* Source information:
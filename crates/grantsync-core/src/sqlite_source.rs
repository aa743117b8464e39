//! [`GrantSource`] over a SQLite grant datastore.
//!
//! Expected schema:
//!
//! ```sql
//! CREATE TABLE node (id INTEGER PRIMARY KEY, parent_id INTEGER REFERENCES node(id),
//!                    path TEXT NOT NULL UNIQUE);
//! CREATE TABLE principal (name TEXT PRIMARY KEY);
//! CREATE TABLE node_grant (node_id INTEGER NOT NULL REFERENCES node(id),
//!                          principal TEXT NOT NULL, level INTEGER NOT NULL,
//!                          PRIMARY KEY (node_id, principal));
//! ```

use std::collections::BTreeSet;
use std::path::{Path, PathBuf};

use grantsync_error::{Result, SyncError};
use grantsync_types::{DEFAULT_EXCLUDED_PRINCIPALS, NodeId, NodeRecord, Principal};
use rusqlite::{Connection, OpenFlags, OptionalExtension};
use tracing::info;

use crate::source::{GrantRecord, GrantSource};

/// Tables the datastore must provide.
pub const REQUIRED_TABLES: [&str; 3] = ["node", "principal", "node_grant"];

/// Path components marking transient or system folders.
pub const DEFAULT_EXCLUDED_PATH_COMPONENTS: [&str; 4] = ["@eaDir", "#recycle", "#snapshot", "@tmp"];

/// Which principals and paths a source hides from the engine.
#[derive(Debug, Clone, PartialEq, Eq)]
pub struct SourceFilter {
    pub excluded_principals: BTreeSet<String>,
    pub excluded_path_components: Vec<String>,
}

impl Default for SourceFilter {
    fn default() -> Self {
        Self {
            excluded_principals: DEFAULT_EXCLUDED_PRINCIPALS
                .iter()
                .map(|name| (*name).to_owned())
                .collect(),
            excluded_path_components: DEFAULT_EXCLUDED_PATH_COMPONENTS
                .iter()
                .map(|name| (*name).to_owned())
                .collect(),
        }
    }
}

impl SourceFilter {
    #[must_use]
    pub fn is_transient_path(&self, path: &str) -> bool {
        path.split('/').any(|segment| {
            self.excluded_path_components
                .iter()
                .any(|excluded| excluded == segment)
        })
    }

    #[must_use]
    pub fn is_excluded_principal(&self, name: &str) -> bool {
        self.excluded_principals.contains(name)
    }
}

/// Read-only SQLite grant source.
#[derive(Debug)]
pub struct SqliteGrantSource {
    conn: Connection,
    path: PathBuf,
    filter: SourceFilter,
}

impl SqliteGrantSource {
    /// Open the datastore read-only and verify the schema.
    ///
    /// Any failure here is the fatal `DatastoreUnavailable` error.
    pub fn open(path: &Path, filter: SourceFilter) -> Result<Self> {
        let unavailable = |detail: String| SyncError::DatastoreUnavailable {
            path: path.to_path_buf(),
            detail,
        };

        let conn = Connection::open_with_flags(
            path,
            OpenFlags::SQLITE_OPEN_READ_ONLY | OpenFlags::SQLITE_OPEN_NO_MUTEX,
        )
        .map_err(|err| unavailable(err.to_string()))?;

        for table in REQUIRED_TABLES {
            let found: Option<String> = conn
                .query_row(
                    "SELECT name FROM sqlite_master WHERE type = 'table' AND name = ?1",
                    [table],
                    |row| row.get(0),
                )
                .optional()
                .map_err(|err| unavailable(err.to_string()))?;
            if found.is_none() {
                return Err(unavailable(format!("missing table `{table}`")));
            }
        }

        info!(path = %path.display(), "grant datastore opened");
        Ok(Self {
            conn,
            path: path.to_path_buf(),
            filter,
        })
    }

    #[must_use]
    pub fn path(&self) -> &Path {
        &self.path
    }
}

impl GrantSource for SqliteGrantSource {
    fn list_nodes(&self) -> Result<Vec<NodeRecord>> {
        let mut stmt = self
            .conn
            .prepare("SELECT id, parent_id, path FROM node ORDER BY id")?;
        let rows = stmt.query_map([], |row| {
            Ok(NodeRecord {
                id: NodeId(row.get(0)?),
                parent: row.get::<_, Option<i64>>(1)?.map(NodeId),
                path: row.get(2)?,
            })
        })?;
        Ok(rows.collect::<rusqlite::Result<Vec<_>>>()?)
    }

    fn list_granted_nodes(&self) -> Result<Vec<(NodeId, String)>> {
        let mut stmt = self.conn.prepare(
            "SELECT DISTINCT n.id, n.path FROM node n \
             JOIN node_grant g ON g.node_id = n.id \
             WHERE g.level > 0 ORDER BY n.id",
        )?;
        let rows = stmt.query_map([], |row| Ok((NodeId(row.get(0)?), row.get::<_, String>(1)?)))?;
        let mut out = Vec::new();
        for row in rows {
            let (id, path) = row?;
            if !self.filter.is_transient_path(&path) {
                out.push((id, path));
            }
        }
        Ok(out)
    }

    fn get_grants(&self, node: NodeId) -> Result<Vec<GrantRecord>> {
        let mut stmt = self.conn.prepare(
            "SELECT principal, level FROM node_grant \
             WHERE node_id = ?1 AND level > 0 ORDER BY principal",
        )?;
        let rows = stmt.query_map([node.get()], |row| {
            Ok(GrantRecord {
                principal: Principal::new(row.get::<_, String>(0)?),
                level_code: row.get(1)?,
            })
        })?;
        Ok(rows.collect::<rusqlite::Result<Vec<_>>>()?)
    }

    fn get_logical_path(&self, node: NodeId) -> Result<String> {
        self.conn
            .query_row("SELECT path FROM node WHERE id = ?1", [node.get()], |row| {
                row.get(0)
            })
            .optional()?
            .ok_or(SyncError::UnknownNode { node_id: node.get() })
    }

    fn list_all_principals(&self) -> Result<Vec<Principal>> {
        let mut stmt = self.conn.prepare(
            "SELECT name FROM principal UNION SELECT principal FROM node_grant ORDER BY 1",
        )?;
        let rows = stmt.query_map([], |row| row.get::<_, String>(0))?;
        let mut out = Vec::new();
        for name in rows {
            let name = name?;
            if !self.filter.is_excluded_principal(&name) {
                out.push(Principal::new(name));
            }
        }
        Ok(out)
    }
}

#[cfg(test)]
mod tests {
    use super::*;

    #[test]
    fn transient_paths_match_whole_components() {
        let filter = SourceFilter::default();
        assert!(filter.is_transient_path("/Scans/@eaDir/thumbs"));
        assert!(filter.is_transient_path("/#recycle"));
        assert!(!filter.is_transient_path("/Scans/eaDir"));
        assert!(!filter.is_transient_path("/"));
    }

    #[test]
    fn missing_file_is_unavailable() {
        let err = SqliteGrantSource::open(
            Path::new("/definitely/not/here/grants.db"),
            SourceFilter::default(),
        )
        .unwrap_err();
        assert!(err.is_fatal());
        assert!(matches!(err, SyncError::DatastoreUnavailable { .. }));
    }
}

==

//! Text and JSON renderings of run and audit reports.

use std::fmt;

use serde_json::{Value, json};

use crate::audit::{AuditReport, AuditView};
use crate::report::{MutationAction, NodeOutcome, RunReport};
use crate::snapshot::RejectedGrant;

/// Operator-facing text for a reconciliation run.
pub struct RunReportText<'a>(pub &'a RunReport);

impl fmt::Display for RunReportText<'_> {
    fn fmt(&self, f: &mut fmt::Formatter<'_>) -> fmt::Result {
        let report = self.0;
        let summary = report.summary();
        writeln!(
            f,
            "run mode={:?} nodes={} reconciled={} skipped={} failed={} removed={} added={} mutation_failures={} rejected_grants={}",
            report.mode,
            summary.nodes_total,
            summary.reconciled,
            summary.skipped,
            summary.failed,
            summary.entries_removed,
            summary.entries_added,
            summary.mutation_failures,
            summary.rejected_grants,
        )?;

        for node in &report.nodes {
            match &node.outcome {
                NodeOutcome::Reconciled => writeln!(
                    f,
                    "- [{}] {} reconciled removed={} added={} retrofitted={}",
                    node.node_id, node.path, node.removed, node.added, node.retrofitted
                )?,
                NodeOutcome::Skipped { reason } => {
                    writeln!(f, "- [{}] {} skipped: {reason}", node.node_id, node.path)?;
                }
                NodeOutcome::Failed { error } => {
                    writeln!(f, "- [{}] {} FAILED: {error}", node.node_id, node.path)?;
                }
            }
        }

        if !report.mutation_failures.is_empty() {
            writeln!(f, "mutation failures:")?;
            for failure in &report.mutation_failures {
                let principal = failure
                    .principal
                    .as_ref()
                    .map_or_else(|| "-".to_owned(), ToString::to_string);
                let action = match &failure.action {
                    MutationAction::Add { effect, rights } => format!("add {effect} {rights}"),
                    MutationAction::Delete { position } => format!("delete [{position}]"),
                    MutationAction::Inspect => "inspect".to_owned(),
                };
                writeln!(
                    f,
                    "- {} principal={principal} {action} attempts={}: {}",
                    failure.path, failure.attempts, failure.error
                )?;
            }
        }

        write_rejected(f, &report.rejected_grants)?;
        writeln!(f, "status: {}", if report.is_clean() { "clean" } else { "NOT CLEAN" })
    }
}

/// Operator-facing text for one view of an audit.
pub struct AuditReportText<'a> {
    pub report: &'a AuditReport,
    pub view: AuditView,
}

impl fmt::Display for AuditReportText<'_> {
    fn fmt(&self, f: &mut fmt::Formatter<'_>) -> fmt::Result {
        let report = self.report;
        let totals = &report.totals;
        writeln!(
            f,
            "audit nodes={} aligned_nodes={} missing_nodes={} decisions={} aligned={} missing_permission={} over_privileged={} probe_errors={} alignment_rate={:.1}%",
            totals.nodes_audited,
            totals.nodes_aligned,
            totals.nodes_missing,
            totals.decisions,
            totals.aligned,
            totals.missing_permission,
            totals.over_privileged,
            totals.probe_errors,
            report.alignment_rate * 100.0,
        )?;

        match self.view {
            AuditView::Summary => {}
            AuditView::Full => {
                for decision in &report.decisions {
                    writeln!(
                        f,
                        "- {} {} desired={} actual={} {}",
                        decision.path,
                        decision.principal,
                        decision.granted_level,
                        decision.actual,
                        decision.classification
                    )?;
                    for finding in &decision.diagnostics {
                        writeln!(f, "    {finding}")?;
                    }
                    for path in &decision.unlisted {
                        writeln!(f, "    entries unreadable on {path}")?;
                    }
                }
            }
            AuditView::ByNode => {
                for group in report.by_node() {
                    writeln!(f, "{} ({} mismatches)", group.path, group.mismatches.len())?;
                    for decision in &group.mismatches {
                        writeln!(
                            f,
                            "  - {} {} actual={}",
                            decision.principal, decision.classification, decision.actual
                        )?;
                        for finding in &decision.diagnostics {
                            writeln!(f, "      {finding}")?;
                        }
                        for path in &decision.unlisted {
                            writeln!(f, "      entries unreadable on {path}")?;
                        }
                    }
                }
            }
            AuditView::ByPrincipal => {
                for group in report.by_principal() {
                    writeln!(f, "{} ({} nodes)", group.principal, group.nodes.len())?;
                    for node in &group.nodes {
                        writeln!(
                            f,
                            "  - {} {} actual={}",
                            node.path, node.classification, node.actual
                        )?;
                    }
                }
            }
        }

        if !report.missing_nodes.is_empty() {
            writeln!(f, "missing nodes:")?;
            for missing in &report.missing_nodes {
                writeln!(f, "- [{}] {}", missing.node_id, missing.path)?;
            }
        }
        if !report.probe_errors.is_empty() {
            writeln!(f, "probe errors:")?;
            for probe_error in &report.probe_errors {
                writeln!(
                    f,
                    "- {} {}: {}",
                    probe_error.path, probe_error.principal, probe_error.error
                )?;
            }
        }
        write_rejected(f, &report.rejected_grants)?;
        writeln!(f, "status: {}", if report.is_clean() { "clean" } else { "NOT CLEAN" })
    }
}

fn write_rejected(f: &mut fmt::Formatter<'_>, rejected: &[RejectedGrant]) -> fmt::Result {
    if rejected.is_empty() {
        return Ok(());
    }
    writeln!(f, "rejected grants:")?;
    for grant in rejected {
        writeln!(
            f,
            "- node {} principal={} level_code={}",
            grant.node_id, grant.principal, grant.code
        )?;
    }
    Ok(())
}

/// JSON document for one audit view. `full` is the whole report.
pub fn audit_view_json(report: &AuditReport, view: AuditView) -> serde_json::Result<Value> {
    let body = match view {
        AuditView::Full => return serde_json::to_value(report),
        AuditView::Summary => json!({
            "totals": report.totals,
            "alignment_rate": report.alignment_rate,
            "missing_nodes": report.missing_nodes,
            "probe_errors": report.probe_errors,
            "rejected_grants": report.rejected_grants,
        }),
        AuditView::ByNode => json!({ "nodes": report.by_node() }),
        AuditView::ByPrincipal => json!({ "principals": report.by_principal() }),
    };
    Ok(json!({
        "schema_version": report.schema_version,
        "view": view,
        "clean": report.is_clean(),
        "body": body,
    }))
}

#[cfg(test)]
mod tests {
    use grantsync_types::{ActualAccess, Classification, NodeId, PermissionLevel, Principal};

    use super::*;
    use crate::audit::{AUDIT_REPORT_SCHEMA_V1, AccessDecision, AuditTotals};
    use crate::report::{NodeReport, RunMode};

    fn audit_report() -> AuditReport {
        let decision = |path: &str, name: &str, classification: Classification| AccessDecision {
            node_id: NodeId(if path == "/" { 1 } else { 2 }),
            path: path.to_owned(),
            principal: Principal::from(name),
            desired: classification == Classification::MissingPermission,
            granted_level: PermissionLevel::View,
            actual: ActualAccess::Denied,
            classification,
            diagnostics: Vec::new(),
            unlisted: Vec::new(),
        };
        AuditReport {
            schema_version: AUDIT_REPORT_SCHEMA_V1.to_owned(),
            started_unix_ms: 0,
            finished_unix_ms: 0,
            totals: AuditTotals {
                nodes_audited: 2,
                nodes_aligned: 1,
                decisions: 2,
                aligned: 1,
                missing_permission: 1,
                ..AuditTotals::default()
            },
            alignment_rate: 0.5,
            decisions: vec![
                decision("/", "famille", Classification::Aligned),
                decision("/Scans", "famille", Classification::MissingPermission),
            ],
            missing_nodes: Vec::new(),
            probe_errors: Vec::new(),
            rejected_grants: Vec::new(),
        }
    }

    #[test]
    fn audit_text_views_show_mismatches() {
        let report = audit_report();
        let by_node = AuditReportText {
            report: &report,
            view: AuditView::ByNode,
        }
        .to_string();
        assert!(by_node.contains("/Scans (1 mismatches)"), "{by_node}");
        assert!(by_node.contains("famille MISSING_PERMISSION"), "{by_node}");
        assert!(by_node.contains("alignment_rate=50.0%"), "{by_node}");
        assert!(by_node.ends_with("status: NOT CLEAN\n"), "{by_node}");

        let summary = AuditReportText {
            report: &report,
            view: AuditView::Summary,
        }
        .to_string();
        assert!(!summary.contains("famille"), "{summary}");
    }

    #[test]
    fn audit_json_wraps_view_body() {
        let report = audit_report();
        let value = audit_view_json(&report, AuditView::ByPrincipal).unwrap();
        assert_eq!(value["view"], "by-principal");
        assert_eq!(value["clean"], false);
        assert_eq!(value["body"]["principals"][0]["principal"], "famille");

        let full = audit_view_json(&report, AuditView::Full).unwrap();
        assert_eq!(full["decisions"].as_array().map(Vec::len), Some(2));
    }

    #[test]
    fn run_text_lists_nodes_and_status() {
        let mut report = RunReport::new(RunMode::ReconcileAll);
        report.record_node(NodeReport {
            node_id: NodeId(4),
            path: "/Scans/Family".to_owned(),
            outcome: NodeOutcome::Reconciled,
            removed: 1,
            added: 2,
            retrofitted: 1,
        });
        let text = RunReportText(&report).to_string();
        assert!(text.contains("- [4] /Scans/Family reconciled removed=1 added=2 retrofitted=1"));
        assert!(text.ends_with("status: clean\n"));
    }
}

* What this task involves:
Each line that holds the string "RunMode" is to be copied from the entries above.

* Completed exercise:
    use crate::report::{NodeReport, RunMode};
        let mut report = RunReport::new(RunMode::ReconcileAll);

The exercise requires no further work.